Stored data entries:
• • • •
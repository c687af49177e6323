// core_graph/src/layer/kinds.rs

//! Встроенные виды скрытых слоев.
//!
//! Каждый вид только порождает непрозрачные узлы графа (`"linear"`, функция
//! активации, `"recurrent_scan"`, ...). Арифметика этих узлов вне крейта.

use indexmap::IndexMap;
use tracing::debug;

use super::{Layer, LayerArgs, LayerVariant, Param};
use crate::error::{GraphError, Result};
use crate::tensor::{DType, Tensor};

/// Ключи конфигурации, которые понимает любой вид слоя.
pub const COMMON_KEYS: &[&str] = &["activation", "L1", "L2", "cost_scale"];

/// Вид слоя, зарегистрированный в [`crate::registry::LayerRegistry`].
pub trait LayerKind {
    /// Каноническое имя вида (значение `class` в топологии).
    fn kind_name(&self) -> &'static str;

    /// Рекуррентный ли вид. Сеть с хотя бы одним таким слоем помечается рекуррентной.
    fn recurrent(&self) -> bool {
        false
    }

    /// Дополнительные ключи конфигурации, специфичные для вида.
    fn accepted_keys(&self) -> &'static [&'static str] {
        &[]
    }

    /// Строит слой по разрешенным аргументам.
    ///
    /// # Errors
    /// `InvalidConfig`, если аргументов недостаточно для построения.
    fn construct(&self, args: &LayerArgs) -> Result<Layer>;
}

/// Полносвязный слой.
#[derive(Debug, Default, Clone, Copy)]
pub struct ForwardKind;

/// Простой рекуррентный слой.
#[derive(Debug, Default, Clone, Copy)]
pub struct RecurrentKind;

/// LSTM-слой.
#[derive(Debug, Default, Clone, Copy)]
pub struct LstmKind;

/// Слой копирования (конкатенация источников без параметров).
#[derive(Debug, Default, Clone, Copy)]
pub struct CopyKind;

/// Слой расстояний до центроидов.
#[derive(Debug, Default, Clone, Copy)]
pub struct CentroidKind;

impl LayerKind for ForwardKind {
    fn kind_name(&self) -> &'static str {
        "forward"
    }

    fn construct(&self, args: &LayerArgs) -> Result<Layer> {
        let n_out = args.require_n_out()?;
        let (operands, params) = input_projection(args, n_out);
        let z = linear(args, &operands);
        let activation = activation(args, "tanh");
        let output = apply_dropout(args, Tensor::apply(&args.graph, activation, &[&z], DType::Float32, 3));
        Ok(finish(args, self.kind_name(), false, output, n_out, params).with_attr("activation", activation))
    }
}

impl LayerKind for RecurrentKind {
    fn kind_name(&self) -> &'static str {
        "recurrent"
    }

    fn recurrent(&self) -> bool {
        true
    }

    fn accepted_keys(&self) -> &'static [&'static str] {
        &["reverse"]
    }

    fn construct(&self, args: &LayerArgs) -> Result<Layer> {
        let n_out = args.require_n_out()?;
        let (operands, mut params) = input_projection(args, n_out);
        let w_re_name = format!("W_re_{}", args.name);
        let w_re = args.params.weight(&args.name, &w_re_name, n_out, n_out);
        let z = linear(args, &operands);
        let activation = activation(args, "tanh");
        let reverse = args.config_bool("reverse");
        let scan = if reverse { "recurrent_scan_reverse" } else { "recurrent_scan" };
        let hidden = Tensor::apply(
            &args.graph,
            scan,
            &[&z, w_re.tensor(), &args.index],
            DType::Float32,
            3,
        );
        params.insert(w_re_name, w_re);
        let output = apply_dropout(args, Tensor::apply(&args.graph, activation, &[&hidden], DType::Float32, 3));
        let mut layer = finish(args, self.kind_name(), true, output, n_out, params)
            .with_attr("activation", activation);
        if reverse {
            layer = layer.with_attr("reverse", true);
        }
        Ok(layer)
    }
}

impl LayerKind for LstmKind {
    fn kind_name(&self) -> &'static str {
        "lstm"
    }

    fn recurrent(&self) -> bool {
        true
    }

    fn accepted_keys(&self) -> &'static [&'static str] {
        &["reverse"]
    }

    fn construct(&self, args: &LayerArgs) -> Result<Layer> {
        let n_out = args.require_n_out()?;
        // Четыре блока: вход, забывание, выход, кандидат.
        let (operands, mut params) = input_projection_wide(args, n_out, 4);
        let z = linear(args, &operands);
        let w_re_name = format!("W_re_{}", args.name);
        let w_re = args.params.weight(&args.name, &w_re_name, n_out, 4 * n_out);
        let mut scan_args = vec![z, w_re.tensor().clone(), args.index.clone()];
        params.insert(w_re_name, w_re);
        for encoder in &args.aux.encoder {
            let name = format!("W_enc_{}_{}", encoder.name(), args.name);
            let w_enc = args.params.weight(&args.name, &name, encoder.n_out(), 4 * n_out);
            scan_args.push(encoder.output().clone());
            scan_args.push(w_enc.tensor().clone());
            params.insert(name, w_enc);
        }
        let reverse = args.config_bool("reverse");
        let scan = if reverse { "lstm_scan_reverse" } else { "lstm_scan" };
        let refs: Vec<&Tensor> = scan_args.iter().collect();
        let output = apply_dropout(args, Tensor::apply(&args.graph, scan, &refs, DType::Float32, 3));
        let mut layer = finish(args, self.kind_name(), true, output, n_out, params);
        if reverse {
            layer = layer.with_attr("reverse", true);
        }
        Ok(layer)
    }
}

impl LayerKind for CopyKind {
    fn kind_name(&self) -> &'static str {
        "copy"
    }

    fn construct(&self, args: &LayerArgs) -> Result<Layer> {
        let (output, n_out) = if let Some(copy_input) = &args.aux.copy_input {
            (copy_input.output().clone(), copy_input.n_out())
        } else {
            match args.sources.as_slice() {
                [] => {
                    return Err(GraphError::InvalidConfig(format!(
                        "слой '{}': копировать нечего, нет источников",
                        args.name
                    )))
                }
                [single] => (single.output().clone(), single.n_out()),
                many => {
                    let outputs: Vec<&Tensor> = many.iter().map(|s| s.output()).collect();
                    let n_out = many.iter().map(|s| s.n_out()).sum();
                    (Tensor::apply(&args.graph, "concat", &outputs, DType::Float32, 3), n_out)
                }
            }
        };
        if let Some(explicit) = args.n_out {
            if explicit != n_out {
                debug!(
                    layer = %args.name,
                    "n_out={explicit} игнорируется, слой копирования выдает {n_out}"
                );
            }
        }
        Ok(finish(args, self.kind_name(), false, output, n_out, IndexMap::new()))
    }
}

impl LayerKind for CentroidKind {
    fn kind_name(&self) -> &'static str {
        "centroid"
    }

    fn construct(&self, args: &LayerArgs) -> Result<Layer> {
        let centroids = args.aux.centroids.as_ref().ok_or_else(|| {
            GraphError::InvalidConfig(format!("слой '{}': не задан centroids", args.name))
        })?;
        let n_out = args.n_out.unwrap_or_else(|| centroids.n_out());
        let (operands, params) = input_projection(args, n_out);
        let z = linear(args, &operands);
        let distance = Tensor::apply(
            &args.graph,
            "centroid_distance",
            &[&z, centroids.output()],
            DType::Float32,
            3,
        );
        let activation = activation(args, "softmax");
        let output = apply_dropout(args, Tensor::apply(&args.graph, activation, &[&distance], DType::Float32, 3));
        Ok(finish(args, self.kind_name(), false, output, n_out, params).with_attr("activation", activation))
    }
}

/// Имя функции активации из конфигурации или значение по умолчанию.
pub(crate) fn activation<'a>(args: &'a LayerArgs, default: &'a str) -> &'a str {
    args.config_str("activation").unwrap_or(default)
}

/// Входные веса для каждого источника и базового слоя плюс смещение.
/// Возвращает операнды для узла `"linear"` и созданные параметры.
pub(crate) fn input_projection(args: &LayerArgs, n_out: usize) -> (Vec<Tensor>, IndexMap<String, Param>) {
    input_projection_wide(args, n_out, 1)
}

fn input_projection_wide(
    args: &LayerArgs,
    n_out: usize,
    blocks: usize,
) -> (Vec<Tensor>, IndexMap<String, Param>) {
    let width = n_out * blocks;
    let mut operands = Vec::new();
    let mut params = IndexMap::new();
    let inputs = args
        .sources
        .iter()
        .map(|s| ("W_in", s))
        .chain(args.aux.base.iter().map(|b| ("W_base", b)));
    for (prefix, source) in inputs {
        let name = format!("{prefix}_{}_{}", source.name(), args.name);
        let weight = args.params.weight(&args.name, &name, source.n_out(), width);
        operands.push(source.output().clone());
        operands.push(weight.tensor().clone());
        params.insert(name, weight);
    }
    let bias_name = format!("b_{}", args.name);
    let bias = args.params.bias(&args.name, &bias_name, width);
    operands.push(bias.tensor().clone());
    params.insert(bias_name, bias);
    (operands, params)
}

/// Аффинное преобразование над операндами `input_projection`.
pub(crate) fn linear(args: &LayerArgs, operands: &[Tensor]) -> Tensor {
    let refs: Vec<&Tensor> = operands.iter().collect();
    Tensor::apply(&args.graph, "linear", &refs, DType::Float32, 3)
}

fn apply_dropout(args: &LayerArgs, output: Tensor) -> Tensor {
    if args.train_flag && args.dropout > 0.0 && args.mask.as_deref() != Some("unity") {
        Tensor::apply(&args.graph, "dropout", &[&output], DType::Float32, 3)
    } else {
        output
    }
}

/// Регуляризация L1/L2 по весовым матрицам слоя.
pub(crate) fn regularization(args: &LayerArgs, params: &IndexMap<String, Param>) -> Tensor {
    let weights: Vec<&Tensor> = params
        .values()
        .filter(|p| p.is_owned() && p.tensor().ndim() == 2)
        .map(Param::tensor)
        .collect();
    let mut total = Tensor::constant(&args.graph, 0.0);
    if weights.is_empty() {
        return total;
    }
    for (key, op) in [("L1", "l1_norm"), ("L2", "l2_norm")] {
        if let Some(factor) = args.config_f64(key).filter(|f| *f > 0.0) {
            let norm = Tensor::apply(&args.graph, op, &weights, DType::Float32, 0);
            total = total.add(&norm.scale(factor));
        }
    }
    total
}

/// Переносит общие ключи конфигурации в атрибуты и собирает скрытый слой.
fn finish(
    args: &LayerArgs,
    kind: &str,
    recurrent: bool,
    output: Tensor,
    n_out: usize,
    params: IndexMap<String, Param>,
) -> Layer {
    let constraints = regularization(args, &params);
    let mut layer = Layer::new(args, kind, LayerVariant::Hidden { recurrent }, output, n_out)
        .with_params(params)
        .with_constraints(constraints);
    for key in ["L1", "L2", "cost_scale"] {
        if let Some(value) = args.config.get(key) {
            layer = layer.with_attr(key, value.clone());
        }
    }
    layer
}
• • • •
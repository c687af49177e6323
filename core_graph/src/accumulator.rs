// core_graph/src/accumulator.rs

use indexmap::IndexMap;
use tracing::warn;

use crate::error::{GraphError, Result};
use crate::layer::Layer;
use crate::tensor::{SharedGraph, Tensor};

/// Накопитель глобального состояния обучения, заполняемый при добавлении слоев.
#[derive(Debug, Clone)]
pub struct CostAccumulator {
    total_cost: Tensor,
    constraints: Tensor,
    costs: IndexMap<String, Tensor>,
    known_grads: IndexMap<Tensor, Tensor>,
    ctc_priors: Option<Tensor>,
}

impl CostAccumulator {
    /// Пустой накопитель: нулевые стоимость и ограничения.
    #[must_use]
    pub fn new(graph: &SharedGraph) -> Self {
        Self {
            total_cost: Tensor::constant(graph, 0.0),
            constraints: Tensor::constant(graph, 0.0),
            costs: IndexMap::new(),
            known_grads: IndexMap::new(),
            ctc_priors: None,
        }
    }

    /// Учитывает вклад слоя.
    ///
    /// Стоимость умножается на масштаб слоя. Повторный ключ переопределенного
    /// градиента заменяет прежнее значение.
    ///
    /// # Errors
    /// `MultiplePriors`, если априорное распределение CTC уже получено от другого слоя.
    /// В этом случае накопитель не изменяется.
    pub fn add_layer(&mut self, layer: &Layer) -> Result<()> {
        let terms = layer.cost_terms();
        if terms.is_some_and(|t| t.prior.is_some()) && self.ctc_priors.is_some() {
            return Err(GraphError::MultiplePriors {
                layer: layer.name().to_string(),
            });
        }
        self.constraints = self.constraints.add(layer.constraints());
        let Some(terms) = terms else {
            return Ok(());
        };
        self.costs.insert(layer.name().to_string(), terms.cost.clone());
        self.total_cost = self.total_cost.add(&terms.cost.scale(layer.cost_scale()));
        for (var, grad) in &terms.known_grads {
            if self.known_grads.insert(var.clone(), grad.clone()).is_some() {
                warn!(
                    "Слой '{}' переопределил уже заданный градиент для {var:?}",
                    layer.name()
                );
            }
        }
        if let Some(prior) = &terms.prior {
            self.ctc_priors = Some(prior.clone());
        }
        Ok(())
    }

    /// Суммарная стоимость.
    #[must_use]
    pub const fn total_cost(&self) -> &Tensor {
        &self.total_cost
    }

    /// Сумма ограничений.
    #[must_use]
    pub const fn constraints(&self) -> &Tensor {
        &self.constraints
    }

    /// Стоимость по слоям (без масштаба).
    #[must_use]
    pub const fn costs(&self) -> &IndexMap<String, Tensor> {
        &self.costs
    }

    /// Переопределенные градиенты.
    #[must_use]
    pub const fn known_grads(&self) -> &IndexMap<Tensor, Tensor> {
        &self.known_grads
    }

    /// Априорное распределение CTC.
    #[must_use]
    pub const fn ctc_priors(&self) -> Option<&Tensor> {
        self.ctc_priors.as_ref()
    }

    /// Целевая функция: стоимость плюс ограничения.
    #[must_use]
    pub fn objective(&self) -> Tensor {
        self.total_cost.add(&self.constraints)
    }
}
• • • •
Aim of the exercise –
Look over the entries above and say how many lines contain "CentroidKind"; give only the number.

Response to this exercise –
2